Your job is to set down the stretch of entries that opens with the line containing "which maps each" and closes with the line containing "the whole subtree.". Keep both end lines, copy each exactly, and add nothing.

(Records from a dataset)
-- Opening Marker --
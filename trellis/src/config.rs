// Copyright 2025 the Trellis Authors
// SPDX-License-Identifier: Apache-2.0 OR MIT

//! Session configuration.

use trellis_event_state::drag::DEFAULT_DRAG_THRESHOLD;
use trellis_event_state::tooltip::DEFAULT_TOOLTIP_DELAY;

/// Layout loaded into the context menu on every reset.
pub const DEFAULT_MENU_LAYOUT: &str = "base/menu.xml";

/// Tunables for a [`System`](crate::System).
///
/// ```
/// use trellis::SystemConfig;
///
/// let config = SystemConfig::default()
///     .with_drag_threshold(4.0)
///     .with_tooltip_delay(0.5);
/// assert_eq!(config.drag_threshold, 4.0);
/// assert!(config.auto_scale);
/// ```
#[derive(Clone, Debug, PartialEq)]
pub struct SystemConfig {
    /// Pixels the cursor must travel, strictly, before a press becomes a drag.
    pub drag_threshold: f64,
    /// Seconds of hovering before a tooltip appears.
    pub tooltip_delay: f64,
    /// Seconds a tooltip stays up; 1.0 or less means until the pointer leaves.
    pub tooltip_lifetime: f64,
    /// Whether the renderer scales the GUI to the viewport.
    ///
    /// When disabled, viewport resizes resize the root widget instead.
    pub auto_scale: bool,
    /// Layout installed into the context menu on reset, if any.
    pub menu_layout: Option<String>,
}

impl Default for SystemConfig {
    fn default() -> Self {
        Self {
            drag_threshold: DEFAULT_DRAG_THRESHOLD,
            tooltip_delay: DEFAULT_TOOLTIP_DELAY,
            tooltip_lifetime: 0.0,
            auto_scale: true,
            menu_layout: Some(DEFAULT_MENU_LAYOUT.to_owned()),
        }
    }
}

impl SystemConfig {
    /// Set the drag threshold.
    pub fn with_drag_threshold(mut self, threshold: f64) -> Self {
        self.drag_threshold = threshold;
        self
    }

    /// Set the tooltip delay.
    pub fn with_tooltip_delay(mut self, delay: f64) -> Self {
        self.tooltip_delay = delay;
        self
    }

    /// Set the tooltip lifetime.
    pub fn with_tooltip_lifetime(mut self, lifetime: f64) -> Self {
        self.tooltip_lifetime = lifetime;
        self
    }

    /// Enable or disable auto-scaling.
    pub fn with_auto_scale(mut self, auto_scale: bool) -> Self {
        self.auto_scale = auto_scale;
        self
    }

    /// Set (or clear) the context-menu layout.
    pub fn with_menu_layout(mut self, layout: Option<impl Into<String>>) -> Self {
        self.menu_layout = layout.map(Into::into);
        self
    }
}
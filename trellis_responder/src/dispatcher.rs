// Copyright 2025 the Trellis Authors
// SPDX-License-Identifier: Apache-2.0 OR MIT

//! Dispatcher helper: walk a propagation path and honor stop outcomes.
//!
//! - Entries are visited in order, target first.
//! - [`Outcome::Stop`] aborts propagation immediately.
//! - The return value reports the node that stopped propagation, if any.
//!
//! Paths are typically produced by
//! [`propagation_path`](crate::router::propagation_path).
//!
//! ```
//! use trellis_responder::dispatcher;
//! use trellis_responder::types::Outcome;
//!
//! // Target 3, bubbling through 2 to the root 1.
//! let path = [3_u32, 2, 1];
//! let mut visited = Vec::new();
//! let stopped = dispatcher::run(&path, |k| {
//!     visited.push(k);
//!     Outcome::from(k == 2)
//! });
//! assert_eq!(stopped, Some(2));
//! assert_eq!(visited, vec![3, 2]);
//! ```

use crate::types::Outcome;

/// Run `handler` over `path` until one returns [`Outcome::Stop`].
///
/// Returns the node that stopped propagation, or `None` if the whole path was
/// visited without anyone handling the event.
pub fn run<K: Copy>(path: &[K], mut handler: impl FnMut(K) -> Outcome) -> Option<K> {
    path.iter()
        .copied()
        .find(|&k| handler(k) == Outcome::Stop)
}

/// Like [`run`], reporting only whether the event was handled.
pub fn bubble<K: Copy>(path: &[K], handler: impl FnMut(K) -> Outcome) -> bool {
    run(path, handler).is_some()
}
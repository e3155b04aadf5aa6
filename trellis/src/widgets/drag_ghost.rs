// Copyright 2025 the Trellis Authors
// SPDX-License-Identifier: Apache-2.0 OR MIT

use kurbo::{Point, Rect, Vec2};
use trellis_tree::{NodeId, Tree, WidgetFlags};

use crate::widget::Widget;

/// The floating proxy that follows the cursor during a drag.
///
/// The ghost is never hit: it sits on top of everything while a drag runs, and
/// hit resolution must see through it to find the drop target below.
#[derive(Clone, Debug, Default)]
pub struct DragGhost {
    source: Option<NodeId>,
    offset: Vec2,
    target: Option<NodeId>,
}

impl DragGhost {
    /// The widget being dragged.
    pub fn source(&self) -> Option<NodeId> {
        self.source
    }

    /// Where the source was grabbed, in source-local space.
    pub fn offset(&self) -> Vec2 {
        self.offset
    }

    /// The widget that would receive the drop right now.
    pub fn target(&self) -> Option<NodeId> {
        self.target
    }

    /// Returns `true` while carrying a source.
    pub fn is_active(&self) -> bool {
        self.source.is_some()
    }

    pub(crate) fn start(&mut self, tree: &Tree, source: NodeId, offset: Vec2) -> bool {
        if !tree.is_alive(source) {
            return false;
        }
        self.source = Some(source);
        self.offset = offset;
        self.target = None;
        true
    }

    /// Re-evaluate the drop target for the widget under the cursor.
    pub(crate) fn update(&mut self, tree: &Tree, hovered: Option<NodeId>) {
        self.target = match (self.source, hovered) {
            (Some(source), Some(hovered)) => drop_target(tree, source, hovered),
            _ => None,
        };
    }

    /// Let go: returns the source and the drop target, then resets.
    pub(crate) fn finish(&mut self) -> Option<(NodeId, Option<NodeId>)> {
        let source = self.source.take()?;
        let target = self.target.take();
        self.offset = Vec2::ZERO;
        Some((source, target))
    }

    pub(crate) fn reset(&mut self) {
        *self = Self::default();
    }
}

impl Widget for DragGhost {
    fn hit_test(&self, _point: Point, _world_bounds: Rect) -> bool {
        false
    }
}

/// Nearest drop-accepting widget at or above `hovered`, outside the source's subtree.
fn drop_target(tree: &Tree, source: NodeId, hovered: NodeId) -> Option<NodeId> {
    tree.ancestors(hovered).find(|&n| {
        n != source
            && !tree.is_ancestor_of(source, n)
            && tree.has_flags(n, WidgetFlags::ACCEPTS_DROP)
    })
}
// Copyright 2025 the Trellis Authors
// SPDX-License-Identifier: Apache-2.0 OR MIT

//! Core tree implementation: structure, z-order, geometry, traversal.

use alloc::{string::String, vec, vec::Vec};
use kurbo::{Point, Rect, Size, Vec2};
use smallvec::SmallVec;

use crate::damage::Damage;
use crate::error::TreeError;
use crate::types::{NodeId, WidgetDesc, WidgetFlags};

/// Root→node path buffer; most widget trees are shallow.
pub type NodePath = SmallVec<[NodeId; 8]>;

/// Ownership hierarchy of widgets.
///
/// Each node owns an ordered list of children. The order is the z-order: the
/// last child is the topmost one (hit-tested first, drawn last), the first child
/// is drawn first. Parents are tracked as plain [`NodeId`] back-links and never
/// keep anything alive.
///
/// ## Example
///
/// ```rust
/// use kurbo::{Point, Rect};
/// use trellis_tree::{Tree, WidgetDesc};
///
/// let mut tree = Tree::new();
/// let root = tree.insert(WidgetDesc::new("root").with_bounds(Rect::new(0.0, 0.0, 100.0, 100.0)));
/// let a = tree
///     .insert_child(root, WidgetDesc::new("a").with_bounds(Rect::new(10.0, 10.0, 50.0, 50.0)))
///     .unwrap();
///
/// assert_eq!(tree.resolve_target(root, Point::new(20.0, 20.0)), Some(a));
/// assert_eq!(tree.resolve_target(root, Point::new(90.0, 90.0)), None);
/// ```
pub struct Tree {
    /// slots
    nodes: Vec<Option<Node>>,
    /// last generation per slot (persists across frees)
    generations: Vec<u32>,
    free_list: Vec<usize>,
    damage: Damage,
}

impl core::fmt::Debug for Tree {
    fn fmt(&self, f: &mut core::fmt::Formatter<'_>) -> core::fmt::Result {
        let total = self.nodes.len();
        let alive = self.nodes.iter().filter(|n| n.is_some()).count();
        let free = self.free_list.len();
        f.debug_struct("Tree")
            .field("nodes_total", &total)
            .field("nodes_alive", &alive)
            .field("free_list", &free)
            .field("damage", &self.damage.nodes.len())
            .finish_non_exhaustive()
    }
}
// Copyright 2025 the Trellis Authors
// SPDX-License-Identifier: Apache-2.0 OR MIT

//! Trellis Tree: the widget ownership hierarchy behind Trellis input routing.
//!
//! - Owns widget nodes in a generational arena; parents own ordered child lists.
//! - Child order is z-order: the last child is topmost, hit-tested first and drawn last.
//! - Resolves "what is under the cursor" with a front-to-back recursive search.
//! - Provides wrapping sibling traversal for Tab cycling, and damage for invalidation.
//!
//! ## Where this fits
//!
//! The tree stores structure, geometry, and capability flags only. Widget
//! behavior (callbacks) lives with the owner of the tree, which maps each
//! [`NodeId`] to its behavior. Focus, capture, drag, and tooltip state are kept
//! elsewhere and refer to nodes by [`NodeId`], which never extends a node's
//! lifetime: once a node is removed, every id pointing at it goes stale.
//!
//! ## Geometry
//!
//! Bounds are axis-aligned and expressed relative to the parent's origin.
//! [`Tree::origin`] and [`Tree::world_bounds`] accumulate ancestor positions;
//! [`Tree::to_local`] maps a world point into a widget's own space.
//!
//! ## API overview
//!
//! - [`Tree::insert`] / [`Tree::insert_child`] → [`NodeId`]
//! - [`Tree::add`] reparents (rejecting cycles and duplicate sibling names).
//! - [`Tree::remove`] cascades to the whole subtree.
//! - [`Tree::rise`] moves a node to the front of its siblings.
//! - [`Tree::resolve_target`] and [`Tree::resolve_target_with`] for hit resolution.
//! - [`Tree::next_sibling`] / [`Tree::prev_sibling`] wrap within the parent.
//! - [`Tree::find`] looks a widget up by name.
//! - [`Tree::invalidate`] / [`Tree::take_damage`] collect repaint regions.
//!
//! This crate is `no_std` and uses `alloc`.

#![no_std]

extern crate alloc;

mod damage;
mod error;
mod hit;
mod tree;
mod types;

pub use damage::Damage;
pub use error::TreeError;
pub use tree::{NodePath, Tree};
pub use types::{NodeId, WidgetDesc, WidgetFlags};
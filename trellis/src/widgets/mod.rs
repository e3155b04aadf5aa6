// Copyright 2025 the Trellis Authors
// SPDX-License-Identifier: Apache-2.0 OR MIT

//! Built-in widgets.
//!
//! [`Panel`] is the plain container used for the root and for any node that
//! needs no behavior. The other three are the permanent system widgets every
//! session owns.

mod drag_ghost;
mod menu;
mod tooltip;

pub use drag_ghost::DragGhost;
pub use menu::ContextMenu;
pub use tooltip::TooltipWidget;

use crate::widget::Widget;

/// Name of the session root.
pub const ROOT_NAME: &str = "systemroot";
/// Name of the drag ghost.
pub const DRAG_GHOST_NAME: &str = "systemdrag";
/// Name of the tooltip.
pub const TOOLTIP_NAME: &str = "systemtooltip";
/// Name of the context menu.
pub const MENU_NAME: &str = "systemmenu";

/// A widget with no behavior of its own.
#[derive(Copy, Clone, Debug, Default)]
pub struct Panel;

impl Widget for Panel {}
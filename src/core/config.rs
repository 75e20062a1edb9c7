//! Transform tree configuration

use glam::Vec3;
use serde::{Deserialize, Serialize};

use crate::tree::Inherit;

/// Transform tree configuration
#[derive(Debug, Clone, Copy, PartialEq, Serialize, Deserialize)]
#[serde(default)]
pub struct TreeConfig {
    /// Axis that points "forward" in a node's local space, usually -Z
    pub forward: Vec3,
    /// Whether new nodes inherit the orientation of their parent
    pub inherit_orientation: bool,
    /// Whether new nodes inherit the scale of their parent
    pub inherit_scale: bool,
    /// Squared length under which the current and target directions of
    /// `set_direction` are considered opposite
    pub antiparallel_epsilon: f32,
}

impl Default for TreeConfig {
    fn default() -> Self {
        Self {
            forward: Vec3::NEG_Z,
            inherit_orientation: true,
            inherit_scale: true,
            antiparallel_epsilon: 5e-5,
        }
    }
}

impl TreeConfig {
    /// Set the local forward axis
    pub fn with_forward(mut self, forward: Vec3) -> Self {
        self.forward = forward;
        self
    }

    /// Set whether new nodes inherit orientation
    pub fn with_inherit_orientation(mut self, inherit: bool) -> Self {
        self.inherit_orientation = inherit;
        self
    }

    /// Set whether new nodes inherit scale
    pub fn with_inherit_scale(mut self, inherit: bool) -> Self {
        self.inherit_scale = inherit;
        self
    }

    /// Set the threshold for the half-turn fallback of `set_direction`
    pub fn with_antiparallel_epsilon(mut self, epsilon: f32) -> Self {
        self.antiparallel_epsilon = epsilon;
        self
    }

    /// Inheritance flags given to newly spawned nodes
    pub(crate) fn inherit(&self) -> Inherit {
        Inherit {
            orientation: self.inherit_orientation,
            scale: self.inherit_scale,
        }
    }
}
-- Closing Marker --
**SOLUTION BELOW**
//! behavior (callbacks) lives with the owner of the tree, which maps each
//! [`NodeId`] to its behavior. Focus, capture, drag, and tooltip state are kept
//! elsewhere and refer to nodes by [`NodeId`], which never extends a node's
//! lifetime: once a node is removed, every id pointing at it goes stale.
//!
//! ## Geometry
//!
//! Bounds are axis-aligned and expressed relative to the parent's origin.
//! [`Tree::origin`] and [`Tree::world_bounds`] accumulate ancestor positions;
//! [`Tree::to_local`] maps a world point into a widget's own space.
//!
//! ## API overview
//!
//! - [`Tree::insert`] / [`Tree::insert_child`] → [`NodeId`]
//! - [`Tree::add`] reparents (rejecting cycles and duplicate sibling names).
//! - [`Tree::remove`] cascades to the whole subtree.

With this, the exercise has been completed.